Okay, so yesterday I got totally and completely lost.
This is how it happened. Usually if I have a few days in a city, I'll pick one direction and keep going in that general direction, and then turn back. I have in mind the kinds of places I can visit if I happen upon them, but I don't stress if I don't find them (or if
they don't find
me). It
usually works. I
usually find my way back. This time, though, I got distracted, and from there I just kept milling around until I really had no idea which way was up.
I started out walking south behind the hotel. The guidebook didn't seem to say anything about attractions on this side of town, so I was surprised to run into a series of really huge, official-looking buildings which I assume were embassies. Ignorant me doesn't know her flags of Eastern Europe well enough, but these were definitely government buildings, very stately, very imposing. In the middle of a few of them was an open courtyard with a statue in the middle of Knez Milos (forgive me for omitting the markings, but I don't have access to language settings on this computer), who was apparently very important. Yes, I know that seems really irreverent, but I promise to look everything up when I get home and ooh and ahh at that point.
I was admiring this statue, walking around it, taking pictures when I looked past it and saw a huge building on the other side of this park. A building with a huge gaping hole. No, not a hole. The middle third of the building was just gone. On the other side of the hole were bullet holes all up the side. A ten story building. Like, something as substantial as my apartment building.

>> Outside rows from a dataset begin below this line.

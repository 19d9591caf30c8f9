//! Small builders for domain entities.

use chrono::{TimeDelta, TimeZone, Utc};
use liveshop_core::model::{EntityId, Event, Product, Timestamps, User};

// Catalog rows are stamped as created at 2024-08-01 09:00 UTC.
fn catalog_timestamps() -> Timestamps {
    Timestamps::at(Utc.with_ymd_and_hms(2024, 8, 1, 9, 0, 0).unwrap())
}

/// A non-influencer user named after its id.
#[must_use]
pub fn sample_user(id: EntityId) -> User {
    User {
        id,
        timestamps: catalog_timestamps(),
        email: format!("user{id}@example.com"),
        name: format!("User {id}"),
        is_influencer: false,
    }
}

/// A 24 hour event starting at 2024-08-28 00:00 UTC, hosted by user 1.
///
/// # Panics
///
/// Panics if chrono rejects the fixed start timestamp.
#[must_use]
pub fn sample_event(id: EntityId) -> Event {
    Event {
        id,
        timestamps: catalog_timestamps(),
        title: format!("Event {id}"),
        start_date: Utc.with_ymd_and_hms(2024, 8, 28, 0, 0, 0).unwrap(),
        duration: TimeDelta::hours(24),
        image_url: format!("/upload/event{id}.jpg"),
        influencer_id: 1,
    }
}

/// A product with the given name and price.
#[must_use]
pub fn sample_product(id: EntityId, name: &str, price: f64) -> Product {
    Product {
        id,
        timestamps: catalog_timestamps(),
        name: name.to_owned(),
        price,
        category: "Electronics".to_owned(),
        image_url: format!("/upload/product{id}.jpg"),
    }
}

/// An event log entry that is valid JSON but not a purchase: `ID` is a
/// string and every other field is missing.
#[must_use]
pub fn corrupt_entry() -> String {
    r#"{"ID":"seven","Quantity":2}"#.to_owned()
}
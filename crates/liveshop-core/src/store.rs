//! Domain store abstraction.

use async_trait::async_trait;

use crate::error::DomainError;
use crate::model::{EntityId, Event, NewPurchase, Product, PurchaseEvent, PurchaseRecord, User};

/// Relational store holding users, events, products and purchases.
///
/// Implementations own their latency bounds (pool acquire timeouts and the
/// like); callers do not add their own.
#[async_trait]
pub trait DomainStore: Send + Sync {
    /// Load every user.
    async fn list_users(&self) -> Result<Vec<User>, DomainError>;

    /// Load every event, ordered by identifier.
    async fn list_events(&self) -> Result<Vec<Event>, DomainError>;

    /// Load every product.
    async fn list_products(&self) -> Result<Vec<Product>, DomainError>;

    /// Load a single event, or `None` if it does not exist.
    async fn find_event(&self, event_id: EntityId) -> Result<Option<Event>, DomainError>;

    /// Persist a purchase and return it with its assigned identifier.
    async fn insert_purchase(&self, purchase: NewPurchase) -> Result<PurchaseEvent, DomainError>;

    /// Load every purchase row.
    async fn list_purchases(&self) -> Result<Vec<PurchaseRecord>, DomainError>;
}
//! Liveshop Core — shared domain abstractions.
//!
//! This crate defines the model, the store traits and the determinism seams
//! (clock, RNG) that the bounded contexts depend on. It contains no
//! infrastructure code.

pub mod clock;
pub mod error;
pub mod event_log;
pub mod model;
pub mod rng;
pub mod store;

I kind of turned around at that point, and gasped again. Across the park on the other side, and across the street were a pair of buildings also with huge gaping holes. Each of these places had orange construction fences around them and warning signs, but they didn't seem to be under repair.
Forgive the language, but this was a complete mindfuck. Here I am, the end of my trip. I had absorbed a lot of pain from Sarajevo, let it wash over me, and eventually let it go with a week vacation in Komiza. After Split and Zadar I was on top of the world again, focused on the travel thing. By the time I got to Belgrade I was rolling again, and I had nearly forgotten the war in any context other than an historical one. I didn't expect to turn around and have it hit me in the face full force.
It's not just the fact that these buildings were bombed, nor that people are walking up and down the street where it happened. It's that these buildings were targeted and missiles or rockets or whatever tore through them like they were cheese. They are clean hits, in the middle of the buildings. It's the precision that gets to me. We did this to people. We have this kind of power.
I have no idea what the buildings are, nor why they haven't been touched since the war. I assume that buildings don't just randomly fall apart or explode or get bulletholes like that. These have to be left from the war. One suggestion was that one of the buildings was the Chinese Embassy, but I don't have any confirmation on that.
I couldn't help but stare for a while. I wanted to cry. I was stunned.
Yeah, I know. I'd make a shitty war president. But it's not as if I'm applying for the job.
So needless to say I was lost for a while, consumed in thoughts and emotions while blundering along in the next direction, any direction. It was a while before I really snapped back to reality, and by then I was nowhere recognizable.
A fellow I talked to later in the evening was commenting that that's part of the fun of travel -- getting lost -- but it wasn't as if I was delightfully lost but knew how to get back on track. I had no idea which way was uptown, where the rivers were, nothing. I really had no idea where I was, nor how to get where I wanted to be. I'm not really sure I even knew where I wanted to be, so I didn't ask for help.
I eventually got the idea to ask which direction the town center was, and it turns out I was 20 minutes away. A nice couple pointed me in the right direction (completely the opposite of what I figured) and off I went. The plan was to just get back to the hotel with my now soggy pljeskavica, but after a while I sat down with a pigeon and ate it, still kind of out of it.
I made my way back to familiar territory with good time, and ended up befriending a woman who runs a knick-knack kiosk in Skadarska, the former Bohemian quarter of Belgrade. We had a long, empassioned talk over coffee and juice about war and politics in the Balkans, and she shared her personal story with me. After being alone with the ruins, it was really good to connect with her and share the emotions this war brings up in me.
Afterward we sat wordless and meditative with our coffee, laughing intermittently at passers-by and enjoying the live gypsy music in the cafe behind us.
My new friend told me about the museum night and soon sent me on my way, with very specific directions on where to go and how to get there, and what to do when I did.
I left touched by her hospitality, smiling broadly from ear to ear, clearly not lost anymore.